Publicado em 1678, romance de Madame de La Fayette é precursor das novelas psicológicas do século 20
Madame de La Fayette, autora de “A princesa de Clèves”
01/11/2023

1.
Poucos terão lido essa narrativa, ainda que canônica, de autoria da Madame de La Fayette, nobre ilustrada do século do Rei Sol; no entanto, poder-se-ia dizer que A princesa de Clèves, saído anonimamente em 1678, é o primeiro romance moderno que, numa viagem no tempo, institui-se como precursor das novelas psicológicas do século 20. Sim, a façanha dessa escritora não é pequena, e a importância da obra transcende o interesse arqueológico para constituir-se em fonte de prazer e conhecimento; prazer em si, pelo deleite do texto e pelas surpresas que nos fazem seguir adiante, e conhecimento de um tempo pregresso: o leitor de hoje não terá problema em ler A princesa de Clèves, mesmo que não conheça seu plano de fundo, porque dele tomará ciência pela própria leitura e, milagre para a época, na perspectiva das próprias personagens.
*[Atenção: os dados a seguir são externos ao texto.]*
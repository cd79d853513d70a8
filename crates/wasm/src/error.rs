//! Error handling for WASM bindings.
//!
//! Converts manual errors into JavaScript `Error` objects carrying a `code` property.

use folio_core::ManualError;
use folio_layout::LayoutError;
use folio_traits::ResourceError;
use wasm_bindgen::prelude::*;

/// Error codes for TypeScript consumption.
#[wasm_bindgen]
#[derive(Debug, Clone, Copy, PartialEq, Eq)]
pub enum ErrorCode {
    /// Invalid viewer settings or arguments
    Config,
    /// Entry data or a translation file is not valid JSON
    Json,
    /// A resource could not be fetched or stored
    Resource,
    /// The requested entry does not exist
    NotFound,
    Unknown,
}

impl ErrorCode {
    fn as_js_code(self) -> &'static str {
        match self {
            ErrorCode::Config => "CONFIG_ERROR",
            ErrorCode::Json => "JSON_ERROR",
            ErrorCode::Resource => "RESOURCE_ERROR",
            ErrorCode::NotFound => "NOT_FOUND",
            ErrorCode::Unknown => "UNKNOWN_ERROR",
        }
    }
}

/// A JavaScript-friendly error type.
///
/// Not a `wasm_bindgen` struct: it converts into a plain JavaScript `Error`.
#[derive(Debug, thiserror::Error)]
#[error("{message}")]
pub struct ViewerError {
    code: ErrorCode,
    message: String,
}

impl ViewerError {
    pub fn new(code: ErrorCode, message: impl Into<String>) -> Self {
        Self {
            code,
            message: message.into(),
        }
    }

    pub fn resource(message: impl Into<String>) -> Self {
        Self::new(ErrorCode::Resource, message)
    }

    pub fn code(&self) -> ErrorCode {
        self.code
    }

    pub fn message(&self) -> &str {
        &self.message
    }
}

impl From<ManualError> for ViewerError {
    fn from(err: ManualError) -> Self {
        let code = match &err {
            ManualError::Resource(_) | ManualError::Io(_) => ErrorCode::Resource,
            ManualError::Json(_) => ErrorCode::Json,
            ManualError::Config(_) => ErrorCode::Config,
            ManualError::EntryNotFound(_) => ErrorCode::NotFound,
            ManualError::Layout(_) | ManualError::Stale { .. } | ManualError::Other(_) => {
                ErrorCode::Unknown
            }
        };
        Self::new(code, err.to_string())
    }
}

impl From<LayoutError> for ViewerError {
    fn from(err: LayoutError) -> Self {
        Self::new(ErrorCode::Config, err.to_string())
    }
}

impl From<ResourceError> for ViewerError {
    fn from(err: ResourceError) -> Self {
        Self::new(ErrorCode::Resource, err.to_string())
    }
}

impl From<serde_json::Error> for ViewerError {
    fn from(err: serde_json::Error) -> Self {
        Self::new(ErrorCode::Json, err.to_string())
    }
}

impl From<ViewerError> for JsValue {
    fn from(err: ViewerError) -> Self {
        let js_error = js_sys::Error::new(&err.message);
        js_sys::Reflect::set(
            &js_error,
            &"code".into(),
            &JsValue::from_str(err.code.as_js_code()),
        )
        .ok();
        js_error.into()
    }
}
//! Greedy word wrapping by character count.

/// Breaks `text` into lines of at most `width` characters plus one trailing
/// whitespace character.
///
/// Lines break after the last whitespace that fits; a word longer than the
/// line is cut at `width`. The returned slices always concatenate back to
/// `text`.
pub fn wrap_lines(text: &str, width: usize) -> Vec<&str> {
    let width = width.max(1);
    let mut lines = Vec::new();
    let mut rest = text;
    while !rest.is_empty() {
        let (line, tail) = rest.split_at(line_end(rest, width));
        lines.push(line);
        rest = tail;
    }
    lines
}

/// Byte offset where the first line of `text` ends.
fn line_end(text: &str, width: usize) -> usize {
    let mut last_break = None;
    let mut hard_break = text.len();
    for (count, (idx, ch)) in text.char_indices().enumerate() {
        if count == width {
            hard_break = idx;
        }
        if count > width {
            break;
        }
        if ch.is_whitespace() {
            last_break = Some(idx + ch.len_utf8());
        }
    }
    if hard_break == text.len() {
        // Everything fits.
        return text.len();
    }
    match last_break {
        Some(end) => end,
        None => hard_break,
    }
}

/// Splits `text` after as many whole lines as fit in `budget` characters.
///
/// Returns `None` when the text is a single line or no line fits.
pub fn split_at_budget(text: &str, width: usize, budget: usize) -> Option<(String, String)> {
    let lines = wrap_lines(text, width);
    if lines.len() < 2 {
        return None;
    }
    let mut used = 0;
    let mut keep_bytes = 0;
    for line in &lines[..lines.len() - 1] {
        let len = line.chars().count();
        if used + len > budget {
            break;
        }
        used += len;
        keep_bytes += line.len();
    }
    if keep_bytes == 0 {
        return None;
    }
    let (head, tail) = text.split_at(keep_bytes);
    Some((head.to_string(), tail.to_string()))
}

/// Splits `text` after exactly `budget` characters, ignoring word boundaries.
pub fn split_chars(text: &str, budget: usize) -> Option<(String, String)> {
    let idx = text.char_indices().nth(budget).map(|(i, _)| i)?;
    if idx == 0 {
        return None;
    }
    let (head, tail) = text.split_at(idx);
    Some((head.to_string(), tail.to_string()))
}
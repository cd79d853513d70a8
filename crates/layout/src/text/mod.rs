pub mod wrapper;

pub use wrapper::{split_at_budget, split_chars, wrap_lines};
Claro, poderá estranhar o léxico e a sintaxe, que demandam alguma concentração e falta de pressa, as quais, reconheço, não se incluem entre as melhores qualidades que caracterizam nosso tempo — mas esse mesmo leitor logo estará acostumado ao ritmo das frases, como sempre acontece perante textos “difíceis”, especialmente os já seculares.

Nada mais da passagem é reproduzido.